Ce qui a augmenté, c’est le nombre de contribuables. Il y a désormais plus de personnes (physiques et morales) qui s’acquittent de leur devoir fiscal. Des personnes qui devaient payer leurs impôts mais ne le faisaient pas. Les réformes prises pour formaliser l’administration fiscale les contraignent maintenant à respecter la loi. En 2016, il n’y avait que 16 000 sociétés qui payaient leurs impôts.
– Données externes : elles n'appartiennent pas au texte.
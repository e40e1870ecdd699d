//! Multipart/related bodies for combined metadata + content uploads.
//!
//! Save and create round trips send one request carrying both the metadata
//! document and the full content, separated by a boundary marker:
//!
//! ```text
//! \r\n--<boundary>\r\n
//! Content-Type: application/json\r\n\r\n
//! {"name":...,"mimeType":...}
//! \r\n--<boundary>\r\n
//! Content-Type: <document MIME type>\r\n\r\n
//! <raw content>
//! \r\n--<boundary>--
//! ```
//!
//! with the request header `Content-Type: multipart/related; boundary="..."`.

use anyhow::Result;
use uuid::Uuid;

use crate::remote::{FileMetadata, JSON_MIME_TYPE};

/// A rendered multipart request body. The content part always carries the
/// MIME type named in the metadata part.
#[derive(Clone, Debug)]
pub struct MultipartBody {
    boundary: String,
    metadata: FileMetadata,
    content: String,
    body: String,
}

impl MultipartBody {
    /// Build a body with a fresh random boundary.
    pub fn new(metadata: FileMetadata, content: impl Into<String>) -> Result<Self> {
        let boundary = Uuid::new_v4().simple().to_string();
        Self::with_boundary(metadata, content, &boundary)
    }

    /// Build a body with a caller-chosen boundary.
    pub fn with_boundary(
        metadata: FileMetadata,
        content: impl Into<String>,
        boundary: &str,
    ) -> Result<Self> {
        let content = content.into();
        let metadata_json = serde_json::to_string(&metadata)?;
        let body = format!(
            "\r\n--{b}\r\nContent-Type: {meta_mime}\r\n\r\n{metadata}\r\n--{b}\r\nContent-Type: {content_mime}\r\n\r\n{content}\r\n--{b}--",
            b = boundary,
            meta_mime = JSON_MIME_TYPE,
            metadata = metadata_json,
            content_mime = metadata.mime_type,
            content = content,
        );
        Ok(Self {
            boundary: boundary.to_string(),
            metadata,
            content,
            body,
        })
    }

    /// Value for the request's `Content-Type` header.
    pub fn header_value(&self) -> String {
        format!("multipart/related; boundary=\"{}\"", self.boundary)
    }

    pub fn boundary(&self) -> &str {
        &self.boundary
    }

    /// The rendered wire body.
    pub fn body(&self) -> &str {
        &self.body
    }

    /// The structured metadata part, for adapters that re-encode rather
    /// than forward the rendered body.
    pub fn metadata(&self) -> &FileMetadata {
        &self.metadata
    }

    /// The raw content part.
    pub fn content(&self) -> &str {
        &self.content
    }
}
//! Boundary to the remote document store.
//!
//! The store's native client is an external collaborator; this module pins
//! down the surface the synchronization operations rely on, the wire-level
//! metadata types, and the error taxonomy adapters must map onto.

use async_trait::async_trait;
use chrono::{DateTime, Utc};
use serde::{Deserialize, Serialize};
use thiserror::Error;

use crate::multipart::MultipartBody;

/// MIME type of the documents managed by this layer. Shared between the
/// metadata and content parts of every multipart body.
pub const JSON_MIME_TYPE: &str = "application/json";
/// MIME type the store assigns to folders.
pub const FOLDER_MIME_TYPE: &str = "application/vnd.google-apps.folder";

/// Failures surfaced by a store adapter.
///
/// `NotFound` and `PermissionDenied` are content-level conditions the
/// operations recover into an error-content document; `Transport` rejects
/// the operation that hit it.
#[derive(Debug, Error)]
pub enum StoreError {
    #[error("document not found: {0}")]
    NotFound(String),
    #[error("permission denied: {0}")]
    PermissionDenied(String),
    #[error("transport error: {0}")]
    Transport(String),
}

/// Query over the store's listing endpoint. Unset fields do not constrain
/// the result; trashed documents are excluded unless asked for.
#[derive(Clone, Debug, Default, PartialEq, Eq)]
pub struct ListQuery {
    pub mime_type: Option<String>,
    pub name: Option<String>,
    pub parent: Option<String>,
    pub include_trashed: bool,
}

impl ListQuery {
    pub fn new() -> Self {
        Self::default()
    }

    pub fn mime_type(mut self, mime_type: &str) -> Self {
        self.mime_type = Some(mime_type.to_string());
        self
    }

    pub fn name(mut self, name: &str) -> Self {
        self.name = Some(name.to_string());
        self
    }

    pub fn parent(mut self, parent: &str) -> Self {
        self.parent = Some(parent.to_string());
        self
    }

    pub fn include_trashed(mut self) -> Self {
        self.include_trashed = true;
        self
    }
}

/// One row of a listing response.
#[derive(Clone, Debug, PartialEq, Eq, Serialize, Deserialize)]
pub struct RemoteEntry {
    pub id: String,
    pub name: String,
}

/// Capability flags the store reports per document.
#[derive(Clone, Copy, Debug, Default, Serialize, Deserialize)]
#[serde(rename_all = "camelCase")]
pub struct Capabilities {
    pub can_download: bool,
    pub can_rename: bool,
    pub can_modify_content: bool,
}

/// Metadata half of a fetch.
#[derive(Clone, Debug, Serialize, Deserialize)]
#[serde(rename_all = "camelCase")]
pub struct RemoteMetadata {
    pub id: String,
    pub name: String,
    pub modified_time: Option<DateTime<Utc>>,
    pub capabilities: Capabilities,
}

/// Store-assigned identity returned by a create call.
#[derive(Clone, Debug, Serialize, Deserialize)]
#[serde(rename_all = "camelCase")]
pub struct CreatedFile {
    pub id: String,
    pub modified_time: Option<DateTime<Utc>>,
}

/// Metadata document sent on create and patch calls.
#[derive(Clone, Debug, PartialEq, Eq, Serialize, Deserialize)]
pub struct FileMetadata {
    pub name: String,
    #[serde(rename = "mimeType")]
    pub mime_type: String,
    #[serde(skip_serializing_if = "Option::is_none")]
    pub parents: Option<Vec<String>>,
}

impl FileMetadata {
    pub fn json_file(name: &str) -> Self {
        Self {
            name: name.to_string(),
            mime_type: JSON_MIME_TYPE.to_string(),
            parents: None,
        }
    }

    pub fn json_file_in(name: &str, parent: &str) -> Self {
        Self {
            name: name.to_string(),
            mime_type: JSON_MIME_TYPE.to_string(),
            parents: Some(vec![parent.to_string()]),
        }
    }

    pub fn folder(name: &str) -> Self {
        Self {
            name: name.to_string(),
            mime_type: FOLDER_MIME_TYPE.to_string(),
            parents: None,
        }
    }
}

/// The remote store surface the synchronization operations are written
/// against. Adapters translate these calls onto the store's native client.
#[async_trait]
pub trait RemoteStore: Send + Sync {
    /// Query documents by MIME type, name, parent folder and trashed flag.
    async fn list(&self, query: &ListQuery) -> Result<Vec<RemoteEntry>, StoreError>;

    /// Fetch a document's metadata, including its capability flags.
    async fn get_metadata(&self, id: &str) -> Result<RemoteMetadata, StoreError>;

    /// Fetch a document's raw content as text.
    async fn get_content(&self, id: &str) -> Result<String, StoreError>;

    /// Create a document from metadata alone (folders).
    async fn create_metadata(&self, metadata: &FileMetadata) -> Result<CreatedFile, StoreError>;

    /// Create a document from a combined metadata + content body.
    async fn create(&self, body: &MultipartBody) -> Result<CreatedFile, StoreError>;

    /// Replace a document's metadata and content in one call.
    async fn patch(&self, id: &str, body: &MultipartBody) -> Result<(), StoreError>;

    /// Patch metadata only; the content is untouched.
    async fn patch_metadata(&self, id: &str, metadata: &FileMetadata) -> Result<(), StoreError>;
}
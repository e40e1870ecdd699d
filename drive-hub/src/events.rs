//! Life-cycle events and the multicast bus carrying them.
//!
//! Every cache mutation flows through exactly one [`FileAlertEvent`]; the
//! bus itself never performs I/O.

use serde::{Deserialize, Serialize};
use tokio::sync::broadcast;

use crate::document::Document;

const CHANNEL_CAPACITY: usize = 100;

/// One discrete transition applied to a document's cache membership.
#[derive(Clone, Copy, Debug, PartialEq, Eq, Serialize, Deserialize)]
#[serde(rename_all = "lowercase")]
pub enum FileAction {
    Load,
    Unload,
    Error,
    Update,
    Save,
}

/// A life-cycle event on the bus. `file` is `None` only for the bootstrap
/// sentinel.
#[derive(Clone, Debug)]
pub struct FileAlertEvent {
    pub action: FileAction,
    pub file: Option<Document>,
}

impl FileAlertEvent {
    pub fn new(action: FileAction, file: Document) -> Self {
        Self {
            action,
            file: Some(file),
        }
    }

    /// Sentinel seeding the fold so the stream is never empty for a new
    /// subscriber. A no-op in the reducer.
    pub fn bootstrap() -> Self {
        Self {
            action: FileAction::Error,
            file: None,
        }
    }
}

#[derive(Clone)]
pub struct EventBus {
    tx: broadcast::Sender<FileAlertEvent>,
}

impl EventBus {
    pub fn new() -> Self {
        let (tx, _) = broadcast::channel(CHANNEL_CAPACITY);
        Self { tx }
    }

    pub fn subscribe(&self) -> broadcast::Receiver<FileAlertEvent> {
        self.tx.subscribe()
    }

    pub fn send(&self, event: FileAlertEvent) {
        let _ = self.tx.send(event);
    }
}

impl Default for EventBus {
    fn default() -> Self {
        Self::new()
    }
}
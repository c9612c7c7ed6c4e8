// src/candidates/validators.rs

use super::models::*;
use crate::common::{ValidationResult, Validator};
use std::collections::HashSet;

/// Candidate lifecycle statuses accepted by the review workflow
pub const CANDIDATE_STATUSES: &[&str] = &[
    "pending",
    "reviewed",
    "interview-scheduled",
    "rejected",
    "hired",
];

// ============================================================================
// Candidate Validators
// ============================================================================

pub struct CandidateValidator;

impl Validator<CreateCandidateRequest> for CandidateValidator {
    fn validate(&self, data: &CreateCandidateRequest) -> ValidationResult {
        let mut result = ValidationResult::new();

        if data.name.trim().is_empty() {
            result.add_error("name", "Name is required");
        } else if data.name.len() > 200 {
            result.add_error("name", "Name must be less than 200 characters");
        }

        let has_email = data
            .email
            .as_deref()
            .map(|e| !e.trim().is_empty())
            .unwrap_or(false);
        let has_phone = data
            .phone
            .as_deref()
            .map(|p| !p.trim().is_empty())
            .unwrap_or(false);
        if !has_email && !has_phone {
            result.add_error("contact", "An email or a phone number is required");
        }

        if has_email {
            let email = data.email.as_deref().unwrap_or_default();
            if !email.contains('@') {
                result.add_error("email", "Email must be valid");
            }
        }

        if let Some(age) = data.age {
            if !(0.0..=100.0).contains(&age) {
                result.add_error("age", "Age must be between 0 and 100");
            }
        }

        if let Some(experience) = data.experience_years {
            if !(0.0..=60.0).contains(&experience) {
                result.add_error(
                    "experience_years",
                    "Experience must be between 0 and 60 years",
                );
            }
        }

        result
    }
}

impl Validator<UpdateCandidateStatusRequest> for CandidateValidator {
    fn validate(&self, data: &UpdateCandidateStatusRequest) -> ValidationResult {
        let mut result = ValidationResult::new();

        if !CANDIDATE_STATUSES.contains(&data.status.as_str()) {
            result.add_error("status", "Invalid candidate status");
        }

        result
    }
}

impl Validator<CandidateFilters> for CandidateValidator {
    fn validate(&self, data: &CandidateFilters) -> ValidationResult {
        let mut result = ValidationResult::new();

        if let Some(status) = &data.status {
            if !CANDIDATE_STATUSES.contains(&status.as_str()) {
                result.add_error("status", "Invalid candidate status filter");
            }
        }

        if let Some(sort_by) = &data.sort_by {
            let valid_sort_fields =
                HashSet::from(["created_at", "name", "status", "experience_years", "age"]);
            if !valid_sort_fields.contains(sort_by.as_str()) {
                result.add_error("sort_by", "Invalid sort field");
            }
        }

        if let Some(sort_order) = &data.sort_order {
            let valid_orders = HashSet::from(["asc", "desc"]);
            if !valid_orders.contains(sort_order.as_str()) {
                result.add_error("sort_order", "Sort order must be 'asc' or 'desc'");
            }
        }

        result
    }
}

// ============================================================================
// Interview Validators
// ============================================================================

pub struct InterviewValidator;

impl Validator<CreateInterviewRequest> for InterviewValidator {
    fn validate(&self, data: &CreateInterviewRequest) -> ValidationResult {
        let mut result = ValidationResult::new();

        if data.scheduled_at.trim().is_empty() {
            result.add_error("scheduled_at", "Scheduled date is required");
        }

        if data.duration_minutes <= 0 {
            result.add_error("duration_minutes", "Duration must be greater than 0");
        }

        if data.duration_minutes > 480 {
            result.add_error(
                "duration_minutes",
                "Duration must not exceed 480 minutes (8 hours)",
            );
        }

        if let Some(notes) = &data.notes {
            if notes.len() > 1000 {
                result.add_error("notes", "Notes must be less than 1000 characters");
            }
        }

        result
    }
}
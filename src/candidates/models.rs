// src/candidates/models.rs

use serde::{Deserialize, Serialize};
use sqlx::FromRow;

// ============================================================================
// Candidate Models
// ============================================================================

#[derive(FromRow, Serialize, Deserialize, Debug, Clone)]
pub struct Candidate {
    pub id: String,
    pub name: String,
    pub email: Option<String>,
    pub phone: Option<String>,
    pub experience_years: Option<f64>,
    pub previous_experience: Option<String>,
    pub age: Option<f64>,
    pub photo_path: Option<String>,
    pub status: String,
    pub created_by: String,
    pub created_at: Option<String>,
}

#[derive(Debug, Deserialize)]
pub struct CreateCandidateRequest {
    pub name: String,
    pub email: Option<String>,
    pub phone: Option<String>,
    pub experience_years: Option<f64>,
    pub previous_experience: Option<String>,
    pub age: Option<f64>,
}

#[derive(Debug, Deserialize)]
pub struct UpdateCandidateStatusRequest {
    pub status: String,
}

#[derive(Debug, Deserialize)]
pub struct CandidateFilters {
    pub status: Option<String>,
    pub search: Option<String>,
    pub sort_by: Option<String>,
    pub sort_order: Option<String>,
}

// ============================================================================
// Interview Models
// ============================================================================

#[derive(FromRow, Serialize, Deserialize, Debug, Clone)]
pub struct Interview {
    pub id: String,
    pub candidate_id: String,
    pub scheduled_at: String,
    pub duration_minutes: i64,
    pub interviewer: Option<String>,
    pub notes: Option<String>,
    pub created_by: String,
    pub created_at: Option<String>,
}

#[derive(Debug, Deserialize)]
pub struct CreateInterviewRequest {
    pub scheduled_at: String,
    pub duration_minutes: i64,
    pub interviewer: Option<String>,
    pub notes: Option<String>,
}

// ============================================================================
// Import Models
// ============================================================================

/// Response body for one bulk upload
#[derive(Debug, Serialize)]
pub struct ImportResponse {
    pub message: String,
    pub added: i64,
    pub errors: Vec<String>,
}
// Services module

pub mod photos;

pub use photos::PhotoStore;
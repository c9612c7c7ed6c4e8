// src/services/photos.rs
//! Local blob storage for candidate photos
//!
//! Stored photos are addressed by a public path of the form
//! `/uploads/photos/<filename>`; filename uniqueness is the caller's job.

use std::path::{Path, PathBuf};
use tracing::warn;

/// Prefix under which stored photos are served
pub const PHOTO_URL_PREFIX: &str = "/uploads/photos/";

pub struct PhotoStore {
    base_dir: PathBuf,
}

impl PhotoStore {
    pub fn new(base_dir: impl Into<PathBuf>) -> Self {
        Self {
            base_dir: base_dir.into(),
        }
    }

    /// Create the storage directory, tolerating a pre-existing one
    pub async fn ensure_dir(&self) -> std::io::Result<()> {
        tokio::fs::create_dir_all(&self.base_dir).await
    }

    /// Filesystem path for a stored filename
    pub fn path_for(&self, filename: &str) -> PathBuf {
        self.base_dir.join(filename)
    }

    /// Write a photo and return its public path
    pub async fn put(&self, filename: &str, bytes: &[u8]) -> std::io::Result<String> {
        let file_path = self.base_dir.join(filename);
        tokio::fs::write(&file_path, bytes).await?;
        Ok(format!("{}{}", PHOTO_URL_PREFIX, filename))
    }

    /// Delete a photo by its public path; missing files are logged, not errors
    pub async fn delete(&self, public_path: &str) {
        let Some(filename) = public_path.strip_prefix(PHOTO_URL_PREFIX) else {
            warn!(path = %public_path, "Refusing to delete photo outside storage prefix");
            return;
        };
        if filename.contains('/') || filename.contains("..") {
            warn!(path = %public_path, "Refusing to delete photo with path traversal");
            return;
        }
        if let Err(e) = tokio::fs::remove_file(self.base_dir.join(filename)).await {
            warn!(error = %e, path = %public_path, "Failed to delete stored photo");
        }
    }

    /// Resolve a serve request filename to a filesystem path, rejecting traversal
    pub fn serve_path(&self, filename: &str) -> Option<PathBuf> {
        if filename.is_empty()
            || filename.contains('/')
            || filename.contains('\\')
            || filename.contains("..")
        {
            return None;
        }
        Some(self.path_for(filename))
    }

    pub fn base_dir(&self) -> &Path {
        &self.base_dir
    }
}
En 2021, cet effectif a cru de 56% à 25 000 sociétés environ. Les contribuables régularisés et responsabilisés pensent alors que les prélèvements ont augmenté. « Ils le présentent comme une pression nouvelle, de taxes nouvelles » révèle Wadagni. Le ministre des Finances a rappelé à ses concitoyens que l’objectif du gouvernement est de « limiter le nombre de prélèvement, élargir le nombre de contributeurs et ensuite baisser le montant des taxes ».
Améliorer le pouvoir d’achat pour s’adapter à la situation…
Outre la subvention accordée par le gouvernement béninois pour réduire les prix de produits de grande consommation, les autorités comptent œuvrer à l’amélioration du pouvoir d’achat de leurs populations. Ceci passe par l’augmentation du Salaire minimum interprofessionnel garanti (Smig). Des procédures ont été entamées depuis plusieurs mois pour régler le problème. « (…) Très rapidement, nous allons (…) aller vers une conclusion qui sera favorable aux travailleurs »a annoncé l’argentier national. Pour rappel, le Smig béninois est actuellement estimé à 40 000 FCFA (66,90$).